● Problem statement: Here are the records. Write out exactly the lines between the one holding "inner.observes_before = paths.into_iter().map(|p|" and the one holding "fn eq(&self, other: &Self)", inclusive.

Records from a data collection
[Start of Attachment]
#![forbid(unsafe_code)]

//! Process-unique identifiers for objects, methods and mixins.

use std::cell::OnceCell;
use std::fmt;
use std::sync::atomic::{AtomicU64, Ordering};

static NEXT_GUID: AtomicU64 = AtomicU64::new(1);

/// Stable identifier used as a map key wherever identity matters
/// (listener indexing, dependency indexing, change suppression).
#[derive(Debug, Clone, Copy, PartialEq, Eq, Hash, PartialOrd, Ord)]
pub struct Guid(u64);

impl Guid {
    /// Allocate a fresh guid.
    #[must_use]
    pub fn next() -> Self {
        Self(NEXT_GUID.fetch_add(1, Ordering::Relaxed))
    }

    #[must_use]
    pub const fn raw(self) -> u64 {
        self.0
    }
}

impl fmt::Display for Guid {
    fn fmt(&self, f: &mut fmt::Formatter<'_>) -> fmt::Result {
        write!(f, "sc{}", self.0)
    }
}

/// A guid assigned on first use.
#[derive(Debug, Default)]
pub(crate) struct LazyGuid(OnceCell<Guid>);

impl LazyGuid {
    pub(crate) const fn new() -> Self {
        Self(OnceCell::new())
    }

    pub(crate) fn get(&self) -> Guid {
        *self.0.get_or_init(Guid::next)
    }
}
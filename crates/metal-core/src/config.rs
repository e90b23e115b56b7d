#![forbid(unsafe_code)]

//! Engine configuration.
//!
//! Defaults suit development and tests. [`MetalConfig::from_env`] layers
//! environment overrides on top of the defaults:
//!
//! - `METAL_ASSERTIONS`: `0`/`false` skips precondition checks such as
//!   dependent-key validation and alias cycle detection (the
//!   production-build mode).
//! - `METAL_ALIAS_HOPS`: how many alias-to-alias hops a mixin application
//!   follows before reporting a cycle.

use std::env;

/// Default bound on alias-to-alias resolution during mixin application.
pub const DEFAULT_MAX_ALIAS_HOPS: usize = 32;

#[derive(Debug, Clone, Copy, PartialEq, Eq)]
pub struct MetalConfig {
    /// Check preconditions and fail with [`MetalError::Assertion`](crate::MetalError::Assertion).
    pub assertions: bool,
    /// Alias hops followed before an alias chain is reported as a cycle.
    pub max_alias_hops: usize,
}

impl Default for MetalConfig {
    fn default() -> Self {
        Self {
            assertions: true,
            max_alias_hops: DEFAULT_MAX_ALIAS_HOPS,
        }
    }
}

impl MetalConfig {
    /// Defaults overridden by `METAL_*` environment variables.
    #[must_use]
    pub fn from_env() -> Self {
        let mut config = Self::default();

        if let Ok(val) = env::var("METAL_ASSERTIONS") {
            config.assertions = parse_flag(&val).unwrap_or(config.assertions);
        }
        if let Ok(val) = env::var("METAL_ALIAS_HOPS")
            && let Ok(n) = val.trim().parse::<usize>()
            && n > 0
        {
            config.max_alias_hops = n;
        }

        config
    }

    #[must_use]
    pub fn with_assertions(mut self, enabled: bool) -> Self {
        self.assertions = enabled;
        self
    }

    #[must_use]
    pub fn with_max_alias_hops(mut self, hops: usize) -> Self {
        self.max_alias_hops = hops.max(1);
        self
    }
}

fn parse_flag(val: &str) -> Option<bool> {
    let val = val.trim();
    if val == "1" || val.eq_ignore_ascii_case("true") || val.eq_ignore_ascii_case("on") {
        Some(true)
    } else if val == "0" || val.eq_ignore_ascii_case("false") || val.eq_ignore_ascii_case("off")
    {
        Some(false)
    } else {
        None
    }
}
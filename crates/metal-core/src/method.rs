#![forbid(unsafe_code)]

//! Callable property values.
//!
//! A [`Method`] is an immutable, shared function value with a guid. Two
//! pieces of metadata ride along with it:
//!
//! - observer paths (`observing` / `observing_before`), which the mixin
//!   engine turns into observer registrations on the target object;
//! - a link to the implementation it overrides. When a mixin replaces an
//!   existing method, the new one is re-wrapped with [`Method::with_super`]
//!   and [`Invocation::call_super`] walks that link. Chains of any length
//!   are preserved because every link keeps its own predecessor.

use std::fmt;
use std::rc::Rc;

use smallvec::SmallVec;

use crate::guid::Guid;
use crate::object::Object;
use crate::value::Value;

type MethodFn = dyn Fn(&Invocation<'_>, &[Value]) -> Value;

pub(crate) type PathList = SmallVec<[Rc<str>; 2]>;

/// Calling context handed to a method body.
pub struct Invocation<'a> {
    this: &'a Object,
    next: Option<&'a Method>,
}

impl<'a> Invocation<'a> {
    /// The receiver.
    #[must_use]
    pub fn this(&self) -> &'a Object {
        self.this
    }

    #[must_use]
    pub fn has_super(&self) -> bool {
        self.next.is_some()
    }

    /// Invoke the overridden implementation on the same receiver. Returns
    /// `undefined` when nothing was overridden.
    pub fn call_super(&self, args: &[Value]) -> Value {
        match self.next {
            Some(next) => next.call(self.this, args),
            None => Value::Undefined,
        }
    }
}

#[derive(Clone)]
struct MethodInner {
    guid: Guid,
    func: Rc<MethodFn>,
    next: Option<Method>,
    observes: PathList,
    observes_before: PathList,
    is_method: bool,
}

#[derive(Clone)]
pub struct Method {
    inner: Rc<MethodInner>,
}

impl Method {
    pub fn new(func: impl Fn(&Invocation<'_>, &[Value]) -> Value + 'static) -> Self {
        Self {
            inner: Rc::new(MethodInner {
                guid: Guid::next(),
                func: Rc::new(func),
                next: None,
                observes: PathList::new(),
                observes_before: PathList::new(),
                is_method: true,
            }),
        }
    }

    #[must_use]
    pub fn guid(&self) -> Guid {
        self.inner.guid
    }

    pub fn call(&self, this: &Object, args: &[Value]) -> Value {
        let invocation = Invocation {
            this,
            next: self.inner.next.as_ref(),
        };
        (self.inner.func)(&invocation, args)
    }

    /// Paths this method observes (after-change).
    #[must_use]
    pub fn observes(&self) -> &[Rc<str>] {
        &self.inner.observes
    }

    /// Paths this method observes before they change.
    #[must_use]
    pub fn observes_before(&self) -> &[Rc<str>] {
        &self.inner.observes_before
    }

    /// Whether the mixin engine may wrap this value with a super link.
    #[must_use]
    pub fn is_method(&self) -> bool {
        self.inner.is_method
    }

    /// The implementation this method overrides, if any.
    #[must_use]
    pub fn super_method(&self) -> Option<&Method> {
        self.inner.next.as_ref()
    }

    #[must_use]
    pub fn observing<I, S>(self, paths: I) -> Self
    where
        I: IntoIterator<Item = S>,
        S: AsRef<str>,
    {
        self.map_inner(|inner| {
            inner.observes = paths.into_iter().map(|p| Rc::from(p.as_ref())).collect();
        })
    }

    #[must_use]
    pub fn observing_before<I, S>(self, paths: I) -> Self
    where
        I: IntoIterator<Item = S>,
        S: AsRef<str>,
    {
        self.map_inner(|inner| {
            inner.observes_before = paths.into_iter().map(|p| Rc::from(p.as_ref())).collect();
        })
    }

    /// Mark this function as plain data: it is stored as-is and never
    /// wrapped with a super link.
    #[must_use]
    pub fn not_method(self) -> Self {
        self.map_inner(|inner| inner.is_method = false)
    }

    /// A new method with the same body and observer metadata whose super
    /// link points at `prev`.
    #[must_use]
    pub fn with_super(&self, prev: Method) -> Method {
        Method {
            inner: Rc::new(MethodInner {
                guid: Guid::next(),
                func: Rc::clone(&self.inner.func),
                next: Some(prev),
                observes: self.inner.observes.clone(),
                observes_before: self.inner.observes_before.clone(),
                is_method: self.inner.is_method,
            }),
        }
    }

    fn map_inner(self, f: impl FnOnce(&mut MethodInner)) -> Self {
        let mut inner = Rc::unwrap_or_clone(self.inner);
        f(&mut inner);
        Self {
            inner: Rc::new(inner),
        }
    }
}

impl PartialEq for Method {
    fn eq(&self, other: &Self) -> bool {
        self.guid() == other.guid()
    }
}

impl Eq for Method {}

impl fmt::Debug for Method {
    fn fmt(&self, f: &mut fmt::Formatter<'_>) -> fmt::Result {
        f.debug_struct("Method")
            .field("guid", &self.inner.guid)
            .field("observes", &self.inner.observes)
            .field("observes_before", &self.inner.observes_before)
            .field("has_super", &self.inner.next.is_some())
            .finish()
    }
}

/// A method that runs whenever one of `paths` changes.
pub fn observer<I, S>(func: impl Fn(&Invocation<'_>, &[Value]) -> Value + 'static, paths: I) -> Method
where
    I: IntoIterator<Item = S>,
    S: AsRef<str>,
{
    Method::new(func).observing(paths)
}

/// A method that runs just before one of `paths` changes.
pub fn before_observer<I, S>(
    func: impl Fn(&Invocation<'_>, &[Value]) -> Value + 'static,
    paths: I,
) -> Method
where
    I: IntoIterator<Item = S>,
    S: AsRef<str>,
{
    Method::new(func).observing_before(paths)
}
[End of Attachment]
● Completed exercise:
            inner.observes_before = paths.into_iter().map(|p| Rc::from(p.as_ref())).collect();
        })
    }

    /// Mark this function as plain data: it is stored as-is and never
    /// wrapped with a super link.
    #[must_use]
    pub fn not_method(self) -> Self {
        self.map_inner(|inner| inner.is_method = false)
    }

    /// A new method with the same body and observer metadata whose super
    /// link points at `prev`.
    #[must_use]
    pub fn with_super(&self, prev: Method) -> Method {
        Method {
            inner: Rc::new(MethodInner {
                guid: Guid::next(),
                func: Rc::clone(&self.inner.func),
                next: Some(prev),
                observes: self.inner.observes.clone(),
                observes_before: self.inner.observes_before.clone(),
                is_method: self.inner.is_method,
            }),
        }
    }

    fn map_inner(self, f: impl FnOnce(&mut MethodInner)) -> Self {
        let mut inner = Rc::unwrap_or_clone(self.inner);
        f(&mut inner);
        Self {
            inner: Rc::new(inner),
        }
    }
}

impl PartialEq for Method {
    fn eq(&self, other: &Self) -> bool {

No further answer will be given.